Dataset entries
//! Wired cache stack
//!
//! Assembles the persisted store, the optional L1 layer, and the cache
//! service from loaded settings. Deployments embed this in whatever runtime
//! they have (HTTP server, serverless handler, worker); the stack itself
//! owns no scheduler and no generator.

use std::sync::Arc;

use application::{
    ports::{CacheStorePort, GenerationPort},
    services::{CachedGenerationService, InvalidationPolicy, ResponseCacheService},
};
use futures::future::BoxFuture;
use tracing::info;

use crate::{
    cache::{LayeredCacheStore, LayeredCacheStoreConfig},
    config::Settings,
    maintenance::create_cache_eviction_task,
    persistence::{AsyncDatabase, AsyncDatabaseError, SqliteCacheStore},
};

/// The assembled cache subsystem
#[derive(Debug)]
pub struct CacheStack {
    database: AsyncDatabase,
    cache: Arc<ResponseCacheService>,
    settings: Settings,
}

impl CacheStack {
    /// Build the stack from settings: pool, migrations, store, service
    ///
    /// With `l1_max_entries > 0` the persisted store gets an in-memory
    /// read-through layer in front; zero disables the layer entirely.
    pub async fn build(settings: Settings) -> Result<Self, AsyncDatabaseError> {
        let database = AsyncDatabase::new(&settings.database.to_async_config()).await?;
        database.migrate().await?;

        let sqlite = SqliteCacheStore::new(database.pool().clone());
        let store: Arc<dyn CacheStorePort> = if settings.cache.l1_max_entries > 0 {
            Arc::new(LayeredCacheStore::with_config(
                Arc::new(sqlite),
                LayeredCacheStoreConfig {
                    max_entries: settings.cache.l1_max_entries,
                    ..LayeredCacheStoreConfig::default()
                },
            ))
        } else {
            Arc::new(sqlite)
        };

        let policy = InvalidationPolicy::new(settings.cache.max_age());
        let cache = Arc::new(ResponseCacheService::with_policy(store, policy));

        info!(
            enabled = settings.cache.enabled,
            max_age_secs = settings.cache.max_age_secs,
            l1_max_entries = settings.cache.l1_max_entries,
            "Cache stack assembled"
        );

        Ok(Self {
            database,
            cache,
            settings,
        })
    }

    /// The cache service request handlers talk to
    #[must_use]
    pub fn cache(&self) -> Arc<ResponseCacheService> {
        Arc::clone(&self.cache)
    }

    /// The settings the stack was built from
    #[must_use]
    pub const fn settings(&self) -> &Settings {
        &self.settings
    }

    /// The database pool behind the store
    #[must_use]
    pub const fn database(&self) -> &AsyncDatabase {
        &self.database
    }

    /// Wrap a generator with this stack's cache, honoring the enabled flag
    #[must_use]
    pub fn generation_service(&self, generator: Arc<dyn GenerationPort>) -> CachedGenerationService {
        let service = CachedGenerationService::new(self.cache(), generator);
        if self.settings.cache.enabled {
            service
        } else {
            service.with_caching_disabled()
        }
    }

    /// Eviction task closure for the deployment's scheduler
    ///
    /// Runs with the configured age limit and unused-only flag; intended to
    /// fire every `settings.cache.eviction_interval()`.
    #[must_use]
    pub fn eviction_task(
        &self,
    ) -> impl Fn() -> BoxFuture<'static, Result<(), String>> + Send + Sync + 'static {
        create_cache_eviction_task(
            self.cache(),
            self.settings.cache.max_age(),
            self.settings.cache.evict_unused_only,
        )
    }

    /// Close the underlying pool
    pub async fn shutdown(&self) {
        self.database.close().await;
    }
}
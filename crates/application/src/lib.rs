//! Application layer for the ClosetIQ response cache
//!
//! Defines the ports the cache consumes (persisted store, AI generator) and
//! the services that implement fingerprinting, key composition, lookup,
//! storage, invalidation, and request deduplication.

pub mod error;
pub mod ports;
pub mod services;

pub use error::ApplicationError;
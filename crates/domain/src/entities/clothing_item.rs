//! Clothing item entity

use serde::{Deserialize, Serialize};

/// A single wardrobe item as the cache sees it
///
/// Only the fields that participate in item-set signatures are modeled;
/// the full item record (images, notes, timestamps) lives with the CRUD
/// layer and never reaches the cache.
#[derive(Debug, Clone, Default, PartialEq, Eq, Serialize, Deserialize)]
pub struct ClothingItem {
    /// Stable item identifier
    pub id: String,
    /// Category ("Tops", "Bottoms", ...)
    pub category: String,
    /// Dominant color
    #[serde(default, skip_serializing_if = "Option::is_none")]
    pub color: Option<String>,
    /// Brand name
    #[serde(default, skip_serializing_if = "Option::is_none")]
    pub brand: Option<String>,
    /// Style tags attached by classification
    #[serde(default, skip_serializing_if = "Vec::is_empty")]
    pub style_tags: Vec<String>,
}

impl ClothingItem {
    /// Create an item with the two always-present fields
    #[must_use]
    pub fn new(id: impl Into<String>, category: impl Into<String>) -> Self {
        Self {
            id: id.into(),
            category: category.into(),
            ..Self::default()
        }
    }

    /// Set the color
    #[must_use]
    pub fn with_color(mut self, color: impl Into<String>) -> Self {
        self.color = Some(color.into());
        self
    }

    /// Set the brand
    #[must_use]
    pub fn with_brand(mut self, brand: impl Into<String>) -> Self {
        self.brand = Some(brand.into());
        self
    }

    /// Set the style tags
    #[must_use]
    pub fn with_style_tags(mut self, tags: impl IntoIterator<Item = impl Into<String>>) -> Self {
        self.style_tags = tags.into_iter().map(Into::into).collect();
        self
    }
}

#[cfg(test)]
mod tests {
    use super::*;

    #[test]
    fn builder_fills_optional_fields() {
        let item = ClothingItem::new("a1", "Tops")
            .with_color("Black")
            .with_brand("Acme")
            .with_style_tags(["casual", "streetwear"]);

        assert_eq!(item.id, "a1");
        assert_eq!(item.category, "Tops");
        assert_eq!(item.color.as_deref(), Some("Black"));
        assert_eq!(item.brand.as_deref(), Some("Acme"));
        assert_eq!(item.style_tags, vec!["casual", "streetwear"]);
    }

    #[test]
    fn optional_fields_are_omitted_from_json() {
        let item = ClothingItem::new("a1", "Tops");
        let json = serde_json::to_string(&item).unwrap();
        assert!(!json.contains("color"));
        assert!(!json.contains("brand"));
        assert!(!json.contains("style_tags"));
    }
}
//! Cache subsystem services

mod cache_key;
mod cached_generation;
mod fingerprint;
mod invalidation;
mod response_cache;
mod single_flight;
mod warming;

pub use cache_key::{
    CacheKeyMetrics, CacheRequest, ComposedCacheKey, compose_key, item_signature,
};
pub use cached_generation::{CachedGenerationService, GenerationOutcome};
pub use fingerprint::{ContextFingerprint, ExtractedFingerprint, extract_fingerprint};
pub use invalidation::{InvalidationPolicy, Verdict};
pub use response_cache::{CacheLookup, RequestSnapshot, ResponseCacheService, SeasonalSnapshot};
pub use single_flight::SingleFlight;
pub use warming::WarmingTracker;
==
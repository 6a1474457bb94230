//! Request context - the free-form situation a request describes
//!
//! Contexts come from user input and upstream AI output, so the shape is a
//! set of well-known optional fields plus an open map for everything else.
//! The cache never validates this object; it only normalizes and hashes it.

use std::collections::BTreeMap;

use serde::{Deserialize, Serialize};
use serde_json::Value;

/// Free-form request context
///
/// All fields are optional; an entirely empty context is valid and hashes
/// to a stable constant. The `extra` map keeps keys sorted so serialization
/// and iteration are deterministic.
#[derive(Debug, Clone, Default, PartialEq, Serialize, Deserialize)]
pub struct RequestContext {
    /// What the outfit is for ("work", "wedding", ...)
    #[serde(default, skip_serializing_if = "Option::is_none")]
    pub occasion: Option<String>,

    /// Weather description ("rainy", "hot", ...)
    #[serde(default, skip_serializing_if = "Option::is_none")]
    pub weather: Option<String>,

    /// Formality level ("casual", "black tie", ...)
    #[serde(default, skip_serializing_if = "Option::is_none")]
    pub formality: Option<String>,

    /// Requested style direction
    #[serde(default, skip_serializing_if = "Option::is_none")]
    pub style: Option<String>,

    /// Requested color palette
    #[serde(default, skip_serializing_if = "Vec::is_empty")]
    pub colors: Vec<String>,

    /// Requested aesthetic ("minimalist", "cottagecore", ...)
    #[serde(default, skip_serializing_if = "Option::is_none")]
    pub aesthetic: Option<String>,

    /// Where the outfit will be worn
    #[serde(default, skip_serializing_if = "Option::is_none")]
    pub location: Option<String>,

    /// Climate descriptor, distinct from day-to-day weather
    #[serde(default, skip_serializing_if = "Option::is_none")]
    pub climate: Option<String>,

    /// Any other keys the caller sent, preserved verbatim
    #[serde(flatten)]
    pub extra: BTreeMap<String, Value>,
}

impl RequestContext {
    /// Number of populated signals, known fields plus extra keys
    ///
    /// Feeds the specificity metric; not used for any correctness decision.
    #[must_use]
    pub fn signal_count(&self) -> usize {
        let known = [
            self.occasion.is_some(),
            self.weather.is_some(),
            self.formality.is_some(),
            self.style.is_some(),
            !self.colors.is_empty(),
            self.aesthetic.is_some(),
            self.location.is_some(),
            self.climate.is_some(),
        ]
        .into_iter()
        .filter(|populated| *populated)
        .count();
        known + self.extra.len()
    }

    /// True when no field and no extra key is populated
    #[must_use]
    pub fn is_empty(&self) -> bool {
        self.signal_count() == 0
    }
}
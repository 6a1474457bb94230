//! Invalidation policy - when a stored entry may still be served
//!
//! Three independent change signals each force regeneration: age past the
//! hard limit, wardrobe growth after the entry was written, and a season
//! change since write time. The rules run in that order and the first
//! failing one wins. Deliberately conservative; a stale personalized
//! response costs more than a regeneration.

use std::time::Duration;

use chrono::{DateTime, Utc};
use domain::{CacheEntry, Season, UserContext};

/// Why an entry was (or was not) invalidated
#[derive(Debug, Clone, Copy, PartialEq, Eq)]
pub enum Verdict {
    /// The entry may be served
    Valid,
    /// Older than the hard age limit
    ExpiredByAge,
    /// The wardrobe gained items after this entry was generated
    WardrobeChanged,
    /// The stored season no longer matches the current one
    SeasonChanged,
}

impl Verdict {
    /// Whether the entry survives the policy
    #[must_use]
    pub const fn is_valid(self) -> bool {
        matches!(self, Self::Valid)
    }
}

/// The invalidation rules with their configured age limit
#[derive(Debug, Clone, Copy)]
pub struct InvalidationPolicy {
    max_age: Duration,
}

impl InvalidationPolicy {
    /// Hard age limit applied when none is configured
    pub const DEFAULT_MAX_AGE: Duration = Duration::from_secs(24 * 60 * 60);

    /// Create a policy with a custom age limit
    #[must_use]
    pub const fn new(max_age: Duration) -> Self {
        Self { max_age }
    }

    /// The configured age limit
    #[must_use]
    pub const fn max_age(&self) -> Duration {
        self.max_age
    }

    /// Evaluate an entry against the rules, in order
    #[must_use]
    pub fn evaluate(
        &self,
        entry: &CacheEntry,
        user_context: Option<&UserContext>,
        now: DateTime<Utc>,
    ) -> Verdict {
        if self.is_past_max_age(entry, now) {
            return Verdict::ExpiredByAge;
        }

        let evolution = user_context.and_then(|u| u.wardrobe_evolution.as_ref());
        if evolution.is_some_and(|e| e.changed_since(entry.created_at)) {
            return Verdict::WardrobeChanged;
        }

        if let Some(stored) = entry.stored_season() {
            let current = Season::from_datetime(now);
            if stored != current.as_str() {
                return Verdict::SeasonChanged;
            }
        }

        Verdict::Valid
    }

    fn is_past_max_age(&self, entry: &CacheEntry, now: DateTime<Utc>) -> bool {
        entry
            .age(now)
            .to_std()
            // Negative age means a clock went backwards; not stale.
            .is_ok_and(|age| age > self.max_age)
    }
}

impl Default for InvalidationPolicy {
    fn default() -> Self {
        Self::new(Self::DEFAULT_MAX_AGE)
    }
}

Directions: Above are the records. Copy every line in them holding "occasion".

Exercise answer:
    pub occasion: Option<String>,
            self.occasion.is_some(),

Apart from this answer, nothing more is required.